Имейте это в виду в отношении этого примера флага HTTP-заголовка:
Строгая транспортная безопасность: max-age=16070200;
Когда вы добавите этот флаг в информацию заголовка ответа HTTP, все пользовательские запросы станут HTTPS. Что бы пользователь ни написал здесь, браузер автоматически оценит протокол как HTTPS и установит безопасное соединение.
Как использовать HSTS
Вместо того, чтобы добавлять всю эту информацию заголовка HTTP на уровень кода, вы можете сделать это в Apache, IIS, Nginx, Tomcat и других приложениях веб-сервера.
Чтобы включить HSTS в Apache:
LoadModule headers_module modules/mod_headers.so
<Виртуальный хост *: 443>
Заголовок всегда наборСтрогий-Транспорт-Безопасность "максимальный возраст=2592000; включить поддомены"
</VirtualHost>
Чтобы включить HSTS в Nginx:
add_header Strict-Transport-Security max-age=2592000; включить субдомены
Чтобы включить HSTS с IIS web.config:
<system.веб-сервер>
<httpпротокол>
<пользовательские заголовки>
<добавить имя ="Строгая транспортная безопасность" значение ="максимальный возраст = 63072000"/>
</customHeaders>
</httpProtocol>
</system.webServer>
Для пользователей CloudFlare
Cloudflare предоставляет бесплатную услугу HTTPS для всех с помощью службы SSL без ключа; перед подачей заявки на предварительную загрузку HSTS вы должны знать, что ваш сертификат вам не принадлежит. Многие сайты используют SSL-сертификаты. потому что это простой способ защитить данные.
Однако сейчас Cloudflare поддерживает функцию HSTS. Вы можете активировать все функции HSTS, включая предварительную загрузку, через веб-интерфейс Cloudflare, не мучаясь с настройками на веб-сервере.

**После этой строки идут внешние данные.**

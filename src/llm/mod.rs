//! LLM integration for inbox triage.
//!
//! Supports:
//! - **Anthropic**: Direct API access via rig-core
//! - **OpenAI**: Direct API access via rig-core
//!
//! Uses the rig-core crate for HTTP transport and the `RigAdapter` to bridge
//! rig's `CompletionModel` trait to our `LlmProvider` trait. The classifier only needs a single
//! prompt → text call, so that is all the provider exposes.

pub mod classifier;
mod rig_adapter;

pub use classifier::{Classifier, LlmClassifier, parse_label};
pub use rig_adapter::{RequestSettings, RigAdapter};

use std::fmt;
use std::str::FromStr;
use std::sync::Arc;

use async_trait::async_trait;
use rig::client::CompletionClient;
use secrecy::ExposeSecret;

use crate::error::LlmError;

/// Supported LLM backends.
#[derive(Debug, Clone, Copy, PartialEq, Eq)]
pub enum LlmBackend {
    Anthropic,
    OpenAi,
}

impl LlmBackend {
    pub fn default_model(&self) -> &'static str {
        match self {
            Self::Anthropic => "claude-3-5-haiku-latest",
            Self::OpenAi => "gpt-4o-mini",
        }
    }

    /// Provider-specific API key variable consulted after `LLM_API_KEY`.
    pub fn key_env_var(&self) -> &'static str {
        match self {
            Self::Anthropic => "ANTHROPIC_API_KEY",
            Self::OpenAi => "OPENAI_API_KEY",
        }
    }
}

impl fmt::Display for LlmBackend {
    fn fmt(&self, f: &mut fmt::Formatter<'_>) -> fmt::Result {
        match self {
            Self::Anthropic => f.write_str("anthropic"),
            Self::OpenAi => f.write_str("openai"),
        }
    }
}

impl FromStr for LlmBackend {
    type Err = String;

    fn from_str(s: &str) -> Result<Self, Self::Err> {
        match s.trim().to_ascii_lowercase().as_str() {
            "anthropic" => Ok(Self::Anthropic),
            "openai" => Ok(Self::OpenAi),
            other => Err(format!("unsupported LLM backend '{other}' (use anthropic or openai)")),
        }
    }
}

/// Configuration for creating an LLM provider.
#[derive(Debug, Clone)]
pub struct LlmConfig {
    pub backend: LlmBackend,
    pub api_key: secrecy::SecretString,
    pub model: String,
}

/// Minimal completion interface: one prompt in, one text answer out.
#[async_trait]
pub trait LlmProvider: Send + Sync {
    /// Model identifier, for logging.
    fn model_name(&self) -> &str;

    /// Send a prompt and return the raw text answer.
    async fn complete(&self, prompt: &str) -> Result<String, LlmError>;
}

/// Answers are a single word; this only caps runaway replies.
const MAX_ANSWER_TOKENS: u64 = 64;

fn request_settings(preamble: &str) -> RequestSettings {
    RequestSettings {
        preamble: preamble.to_string(),
        temperature: 0.0,
        max_tokens: MAX_ANSWER_TOKENS,
    }
}

/// Create an LLM provider from configuration.
///
/// `preamble` becomes the system prompt. Temperature is pinned to 0.
pub fn create_provider(
    config: &LlmConfig,
    preamble: &str,
) -> Result<Arc<dyn LlmProvider>, LlmError> {
    match config.backend {
        LlmBackend::Anthropic => create_anthropic_provider(config, preamble),
        LlmBackend::OpenAi => create_openai_provider(config, preamble),
    }
}

fn create_anthropic_provider(
    config: &LlmConfig,
    preamble: &str,
) -> Result<Arc<dyn LlmProvider>, LlmError> {
    use rig::providers::anthropic;

    let client: rig::client::Client<anthropic::client::AnthropicExt> =
        anthropic::Client::new(config.api_key.expose_secret()).map_err(|e| {
            LlmError::RequestFailed {
                provider: "anthropic".to_string(),
                reason: format!("Failed to create Anthropic client: {}", e),
            }
        })?;

    let model = client.completion_model(&config.model);
    tracing::info!("Using Anthropic (model: {})", config.model);
    Ok(Arc::new(RigAdapter::new(
        model,
        request_settings(preamble),
        "anthropic",
        &config.model,
    )))
}

fn create_openai_provider(
    config: &LlmConfig,
    preamble: &str,
) -> Result<Arc<dyn LlmProvider>, LlmError> {
    use rig::providers::openai;

    let client: rig::client::Client<openai::client::OpenAIResponsesExt> =
        openai::Client::new(config.api_key.expose_secret()).map_err(|e| {
            LlmError::RequestFailed {
                provider: "openai".to_string(),
                reason: format!("Failed to create OpenAI client: {}", e),
            }
        })?;

    let model = client.completion_model(&config.model);
    tracing::info!("Using OpenAI (model: {})", config.model);
    Ok(Arc::new(RigAdapter::new(
        model,
        request_settings(preamble),
        "openai",
        &config.model,
    )))
}
//! Sender domain extraction.

use std::sync::LazyLock;

use regex::Regex;

static ADDRESS: LazyLock<Regex> = LazyLock::new(|| {
    Regex::new(r"[\w.\-]+@([\w.\-]+)").expect("address pattern is valid")
});

/// Extract the lowercased domain from a free-form `From` value.
///
/// Handles `Name <user@example.com>` and bare `user@example.com`.
/// Returns an empty string when no `local@domain` pattern is present,
/// which callers treat as "no history lookup".
pub fn extract_domain(from: &str) -> String {
    ADDRESS
        .captures(from)
        .and_then(|c| c.get(1))
        .map(|m| m.as_str().to_lowercase())
        .unwrap_or_default()
}
//! Sort new mail into keep, promotional and spam folders.

pub mod config;
pub mod error;
pub mod gate;
pub mod llm;
pub mod mail;
pub mod pipeline;
pub mod scorer;
pub mod store;
pub mod triage;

Что такое X-Frame-Options?
X-Frame-Options — это заголовок безопасности, поддерживаемый всеми современными браузерами. X-Frame-Options направлен на защиту от кражи кликов, такой как Clickjacking. Как следует из названия, речь идет о работе уязвимого встроенного фрейма, также известного как iframe. Это элементы сайта, которые встраивают другую HTML-страницу в «родительский» сайт, поэтому вы можете использовать контент из других источников на своем сайте. Но злоумышленники используют iframe под своим контролем, чтобы заставить пользователей выполнять нежелательные для них действия.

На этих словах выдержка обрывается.